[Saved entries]
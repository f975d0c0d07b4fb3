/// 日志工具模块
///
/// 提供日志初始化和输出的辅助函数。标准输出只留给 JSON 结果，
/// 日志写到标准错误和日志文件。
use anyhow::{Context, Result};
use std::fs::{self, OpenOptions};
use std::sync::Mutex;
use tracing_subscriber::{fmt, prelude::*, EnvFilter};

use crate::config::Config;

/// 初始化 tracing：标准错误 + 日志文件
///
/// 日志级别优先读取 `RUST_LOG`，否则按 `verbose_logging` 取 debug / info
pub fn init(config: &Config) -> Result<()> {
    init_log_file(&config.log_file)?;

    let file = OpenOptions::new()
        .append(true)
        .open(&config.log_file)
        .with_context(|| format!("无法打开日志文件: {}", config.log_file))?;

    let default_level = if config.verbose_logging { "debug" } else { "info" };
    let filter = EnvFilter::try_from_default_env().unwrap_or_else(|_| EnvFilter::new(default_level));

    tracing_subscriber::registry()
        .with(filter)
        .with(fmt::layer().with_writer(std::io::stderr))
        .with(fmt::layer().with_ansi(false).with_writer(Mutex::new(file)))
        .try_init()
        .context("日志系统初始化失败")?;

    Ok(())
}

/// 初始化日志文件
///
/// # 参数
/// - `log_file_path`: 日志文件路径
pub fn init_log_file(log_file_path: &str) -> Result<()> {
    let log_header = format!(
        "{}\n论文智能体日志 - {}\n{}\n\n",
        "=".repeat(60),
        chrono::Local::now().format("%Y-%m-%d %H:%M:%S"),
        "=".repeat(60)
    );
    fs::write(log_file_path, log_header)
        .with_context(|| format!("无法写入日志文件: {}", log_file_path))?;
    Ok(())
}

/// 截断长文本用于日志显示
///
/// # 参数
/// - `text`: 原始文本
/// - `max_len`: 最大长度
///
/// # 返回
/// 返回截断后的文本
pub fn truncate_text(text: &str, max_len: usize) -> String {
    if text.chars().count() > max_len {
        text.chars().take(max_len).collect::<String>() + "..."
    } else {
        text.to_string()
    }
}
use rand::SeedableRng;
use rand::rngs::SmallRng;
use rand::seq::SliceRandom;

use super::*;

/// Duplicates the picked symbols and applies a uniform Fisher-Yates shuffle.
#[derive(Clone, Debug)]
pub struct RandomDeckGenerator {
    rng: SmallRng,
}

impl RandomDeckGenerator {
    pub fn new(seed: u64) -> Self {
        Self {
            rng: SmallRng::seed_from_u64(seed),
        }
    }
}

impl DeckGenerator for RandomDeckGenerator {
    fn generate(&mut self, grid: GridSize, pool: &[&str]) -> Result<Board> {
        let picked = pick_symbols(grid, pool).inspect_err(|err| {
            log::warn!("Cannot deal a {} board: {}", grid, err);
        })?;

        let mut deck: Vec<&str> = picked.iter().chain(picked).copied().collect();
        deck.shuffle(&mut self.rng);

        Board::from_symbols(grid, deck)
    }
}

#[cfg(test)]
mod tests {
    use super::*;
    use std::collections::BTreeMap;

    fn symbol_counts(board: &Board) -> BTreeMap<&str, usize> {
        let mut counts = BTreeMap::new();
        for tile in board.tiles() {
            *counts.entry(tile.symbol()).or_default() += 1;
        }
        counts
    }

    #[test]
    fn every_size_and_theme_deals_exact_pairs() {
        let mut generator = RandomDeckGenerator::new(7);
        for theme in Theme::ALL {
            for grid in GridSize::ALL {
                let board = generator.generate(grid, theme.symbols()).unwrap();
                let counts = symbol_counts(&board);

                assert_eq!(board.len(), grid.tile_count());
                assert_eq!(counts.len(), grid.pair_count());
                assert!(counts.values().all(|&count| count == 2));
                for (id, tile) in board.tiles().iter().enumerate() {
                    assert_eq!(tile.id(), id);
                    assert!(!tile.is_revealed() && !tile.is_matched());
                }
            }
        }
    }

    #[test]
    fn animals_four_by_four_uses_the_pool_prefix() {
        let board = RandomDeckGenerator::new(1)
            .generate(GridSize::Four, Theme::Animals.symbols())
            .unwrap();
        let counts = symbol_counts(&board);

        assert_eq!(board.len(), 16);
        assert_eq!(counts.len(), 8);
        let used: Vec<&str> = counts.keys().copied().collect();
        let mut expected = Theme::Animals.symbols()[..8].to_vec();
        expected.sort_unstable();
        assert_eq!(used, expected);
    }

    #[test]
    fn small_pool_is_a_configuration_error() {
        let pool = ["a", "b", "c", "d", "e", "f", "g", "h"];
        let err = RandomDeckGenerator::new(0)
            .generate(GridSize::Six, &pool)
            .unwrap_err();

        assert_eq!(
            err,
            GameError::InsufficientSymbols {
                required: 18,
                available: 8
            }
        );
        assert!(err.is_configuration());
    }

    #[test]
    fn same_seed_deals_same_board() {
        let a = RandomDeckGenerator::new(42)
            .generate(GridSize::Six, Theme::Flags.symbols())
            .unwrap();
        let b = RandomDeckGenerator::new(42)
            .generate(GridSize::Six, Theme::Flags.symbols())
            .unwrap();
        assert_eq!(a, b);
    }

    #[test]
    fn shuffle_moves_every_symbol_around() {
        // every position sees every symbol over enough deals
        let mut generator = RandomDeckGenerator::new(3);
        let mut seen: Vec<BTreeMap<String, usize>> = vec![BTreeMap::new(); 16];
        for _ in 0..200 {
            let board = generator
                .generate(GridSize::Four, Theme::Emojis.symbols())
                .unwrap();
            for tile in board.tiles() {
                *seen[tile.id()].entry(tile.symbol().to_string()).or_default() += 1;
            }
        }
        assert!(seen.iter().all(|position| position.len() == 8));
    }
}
...
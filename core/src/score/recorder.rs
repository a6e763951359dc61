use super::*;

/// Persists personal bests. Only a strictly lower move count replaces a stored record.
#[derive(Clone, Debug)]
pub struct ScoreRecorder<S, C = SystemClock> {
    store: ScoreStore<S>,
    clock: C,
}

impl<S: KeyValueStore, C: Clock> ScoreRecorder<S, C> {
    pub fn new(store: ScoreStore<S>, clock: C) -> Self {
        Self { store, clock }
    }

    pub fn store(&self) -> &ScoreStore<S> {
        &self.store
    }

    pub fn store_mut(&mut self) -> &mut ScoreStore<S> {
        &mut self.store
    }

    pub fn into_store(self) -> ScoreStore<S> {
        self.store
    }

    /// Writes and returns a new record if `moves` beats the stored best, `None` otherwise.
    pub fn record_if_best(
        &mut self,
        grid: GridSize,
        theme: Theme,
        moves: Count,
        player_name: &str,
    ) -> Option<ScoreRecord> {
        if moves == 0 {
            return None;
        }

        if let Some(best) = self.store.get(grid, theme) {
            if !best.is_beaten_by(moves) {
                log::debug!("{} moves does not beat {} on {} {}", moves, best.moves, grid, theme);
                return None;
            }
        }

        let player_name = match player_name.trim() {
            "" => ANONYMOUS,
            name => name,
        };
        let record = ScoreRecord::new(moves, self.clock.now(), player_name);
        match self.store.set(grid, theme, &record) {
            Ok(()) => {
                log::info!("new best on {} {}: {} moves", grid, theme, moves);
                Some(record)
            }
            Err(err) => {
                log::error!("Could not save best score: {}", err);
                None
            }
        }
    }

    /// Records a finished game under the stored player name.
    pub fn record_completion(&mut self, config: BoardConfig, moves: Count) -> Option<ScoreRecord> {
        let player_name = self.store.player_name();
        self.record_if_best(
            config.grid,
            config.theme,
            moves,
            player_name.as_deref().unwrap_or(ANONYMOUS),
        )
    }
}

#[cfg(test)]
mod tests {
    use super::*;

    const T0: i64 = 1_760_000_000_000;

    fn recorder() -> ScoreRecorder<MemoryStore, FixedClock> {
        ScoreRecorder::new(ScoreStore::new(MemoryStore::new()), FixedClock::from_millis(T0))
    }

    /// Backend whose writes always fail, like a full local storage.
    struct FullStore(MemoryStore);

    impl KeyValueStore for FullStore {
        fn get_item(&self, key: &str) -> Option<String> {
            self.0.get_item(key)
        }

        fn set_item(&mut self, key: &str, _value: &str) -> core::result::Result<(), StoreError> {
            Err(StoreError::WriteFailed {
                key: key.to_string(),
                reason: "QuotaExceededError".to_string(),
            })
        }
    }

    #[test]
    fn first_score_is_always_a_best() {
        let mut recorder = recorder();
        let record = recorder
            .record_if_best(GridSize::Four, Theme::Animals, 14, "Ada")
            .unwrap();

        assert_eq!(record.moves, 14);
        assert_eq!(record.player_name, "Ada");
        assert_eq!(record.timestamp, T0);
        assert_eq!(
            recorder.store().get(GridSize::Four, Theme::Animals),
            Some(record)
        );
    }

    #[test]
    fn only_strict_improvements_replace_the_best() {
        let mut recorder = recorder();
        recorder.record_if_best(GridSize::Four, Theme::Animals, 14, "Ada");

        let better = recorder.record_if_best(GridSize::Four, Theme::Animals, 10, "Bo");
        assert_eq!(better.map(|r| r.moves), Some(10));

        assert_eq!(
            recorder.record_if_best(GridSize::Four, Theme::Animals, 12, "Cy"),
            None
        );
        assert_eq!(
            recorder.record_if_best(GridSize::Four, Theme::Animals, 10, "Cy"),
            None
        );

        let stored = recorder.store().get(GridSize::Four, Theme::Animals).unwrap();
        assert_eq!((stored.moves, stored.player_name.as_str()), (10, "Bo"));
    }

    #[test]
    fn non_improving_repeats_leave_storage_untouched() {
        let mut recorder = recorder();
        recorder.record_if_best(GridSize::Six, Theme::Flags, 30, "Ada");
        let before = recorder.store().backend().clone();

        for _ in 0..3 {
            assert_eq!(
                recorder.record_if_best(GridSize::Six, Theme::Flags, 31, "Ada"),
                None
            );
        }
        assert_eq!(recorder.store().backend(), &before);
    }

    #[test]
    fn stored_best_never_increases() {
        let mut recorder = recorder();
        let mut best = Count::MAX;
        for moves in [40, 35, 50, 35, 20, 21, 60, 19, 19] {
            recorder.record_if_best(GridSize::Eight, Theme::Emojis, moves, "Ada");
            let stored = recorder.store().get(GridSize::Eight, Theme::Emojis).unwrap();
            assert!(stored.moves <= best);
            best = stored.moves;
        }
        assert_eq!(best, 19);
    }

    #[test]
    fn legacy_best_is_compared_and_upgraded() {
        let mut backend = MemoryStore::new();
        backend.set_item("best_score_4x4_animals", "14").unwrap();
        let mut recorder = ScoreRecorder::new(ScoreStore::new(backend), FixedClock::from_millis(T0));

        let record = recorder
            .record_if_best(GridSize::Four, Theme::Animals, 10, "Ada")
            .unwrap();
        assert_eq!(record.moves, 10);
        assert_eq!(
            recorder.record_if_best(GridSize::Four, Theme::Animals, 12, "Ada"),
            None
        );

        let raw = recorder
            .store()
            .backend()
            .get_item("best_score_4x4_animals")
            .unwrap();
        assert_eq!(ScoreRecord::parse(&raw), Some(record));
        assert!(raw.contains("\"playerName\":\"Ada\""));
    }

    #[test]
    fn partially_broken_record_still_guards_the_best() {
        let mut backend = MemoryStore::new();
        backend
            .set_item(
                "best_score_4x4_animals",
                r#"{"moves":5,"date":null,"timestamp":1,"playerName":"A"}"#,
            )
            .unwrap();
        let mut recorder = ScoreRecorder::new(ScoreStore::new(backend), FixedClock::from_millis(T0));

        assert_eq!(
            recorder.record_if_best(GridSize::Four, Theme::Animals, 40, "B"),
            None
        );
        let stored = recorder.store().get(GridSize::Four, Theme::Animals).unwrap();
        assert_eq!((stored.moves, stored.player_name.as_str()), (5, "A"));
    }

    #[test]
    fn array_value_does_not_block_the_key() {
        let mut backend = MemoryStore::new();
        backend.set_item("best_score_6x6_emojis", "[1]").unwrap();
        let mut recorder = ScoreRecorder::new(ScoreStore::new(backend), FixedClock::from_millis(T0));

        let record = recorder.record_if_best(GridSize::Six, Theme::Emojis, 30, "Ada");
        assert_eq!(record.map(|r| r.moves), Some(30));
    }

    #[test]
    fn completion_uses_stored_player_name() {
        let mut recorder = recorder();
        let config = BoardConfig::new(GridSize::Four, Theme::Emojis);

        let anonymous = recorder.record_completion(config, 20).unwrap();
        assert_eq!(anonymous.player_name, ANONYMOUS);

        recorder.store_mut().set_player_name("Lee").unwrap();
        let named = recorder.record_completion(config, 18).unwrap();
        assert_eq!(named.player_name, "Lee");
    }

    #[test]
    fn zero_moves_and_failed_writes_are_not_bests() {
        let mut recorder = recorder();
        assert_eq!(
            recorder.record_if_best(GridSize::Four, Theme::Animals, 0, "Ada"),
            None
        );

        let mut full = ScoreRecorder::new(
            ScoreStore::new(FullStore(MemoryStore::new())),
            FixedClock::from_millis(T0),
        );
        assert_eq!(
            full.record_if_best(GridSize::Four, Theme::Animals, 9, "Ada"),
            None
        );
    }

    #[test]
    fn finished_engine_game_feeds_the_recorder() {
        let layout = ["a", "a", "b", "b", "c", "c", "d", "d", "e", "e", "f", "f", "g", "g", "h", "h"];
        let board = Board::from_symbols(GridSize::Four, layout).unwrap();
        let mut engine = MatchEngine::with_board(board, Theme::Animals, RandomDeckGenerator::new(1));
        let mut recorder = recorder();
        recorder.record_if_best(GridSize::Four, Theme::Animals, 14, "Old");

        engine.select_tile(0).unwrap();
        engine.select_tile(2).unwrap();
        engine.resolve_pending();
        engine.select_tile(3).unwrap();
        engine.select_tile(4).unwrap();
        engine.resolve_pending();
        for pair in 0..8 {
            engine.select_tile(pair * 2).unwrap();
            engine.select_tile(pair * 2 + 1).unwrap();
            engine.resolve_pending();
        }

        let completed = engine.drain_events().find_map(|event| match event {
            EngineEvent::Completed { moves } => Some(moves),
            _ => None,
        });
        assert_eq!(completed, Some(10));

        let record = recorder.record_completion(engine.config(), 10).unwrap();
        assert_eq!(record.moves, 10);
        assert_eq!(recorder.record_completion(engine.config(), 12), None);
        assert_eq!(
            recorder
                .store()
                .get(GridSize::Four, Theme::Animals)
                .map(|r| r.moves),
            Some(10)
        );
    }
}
* * *
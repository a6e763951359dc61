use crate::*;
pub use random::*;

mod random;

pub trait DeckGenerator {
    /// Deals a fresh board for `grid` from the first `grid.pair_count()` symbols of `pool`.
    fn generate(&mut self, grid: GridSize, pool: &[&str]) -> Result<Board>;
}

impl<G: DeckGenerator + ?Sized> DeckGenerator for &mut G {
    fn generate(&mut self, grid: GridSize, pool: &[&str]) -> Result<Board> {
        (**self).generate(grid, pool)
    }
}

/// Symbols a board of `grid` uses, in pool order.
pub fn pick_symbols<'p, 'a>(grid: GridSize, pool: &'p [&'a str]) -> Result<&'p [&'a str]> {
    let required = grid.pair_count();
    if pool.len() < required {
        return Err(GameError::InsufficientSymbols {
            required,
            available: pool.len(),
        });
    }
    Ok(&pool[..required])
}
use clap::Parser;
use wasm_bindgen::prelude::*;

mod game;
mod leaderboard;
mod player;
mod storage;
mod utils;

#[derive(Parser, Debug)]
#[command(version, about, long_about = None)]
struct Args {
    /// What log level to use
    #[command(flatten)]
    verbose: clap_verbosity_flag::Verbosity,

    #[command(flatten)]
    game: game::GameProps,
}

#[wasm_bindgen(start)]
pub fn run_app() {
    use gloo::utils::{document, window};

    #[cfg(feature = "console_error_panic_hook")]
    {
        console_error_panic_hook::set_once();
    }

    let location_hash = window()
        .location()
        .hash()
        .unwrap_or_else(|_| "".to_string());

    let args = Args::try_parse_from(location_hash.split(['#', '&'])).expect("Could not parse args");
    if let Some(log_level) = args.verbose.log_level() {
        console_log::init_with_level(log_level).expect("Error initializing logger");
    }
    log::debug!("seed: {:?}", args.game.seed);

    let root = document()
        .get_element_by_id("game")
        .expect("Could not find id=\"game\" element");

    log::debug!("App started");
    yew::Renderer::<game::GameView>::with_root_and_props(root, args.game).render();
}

- **TASK PROMPT**: Scan the records above for the word "utils" and return every line where it occurs.

- **TASK RESULT**:
mod utils;
    use gloo::utils::{document, window};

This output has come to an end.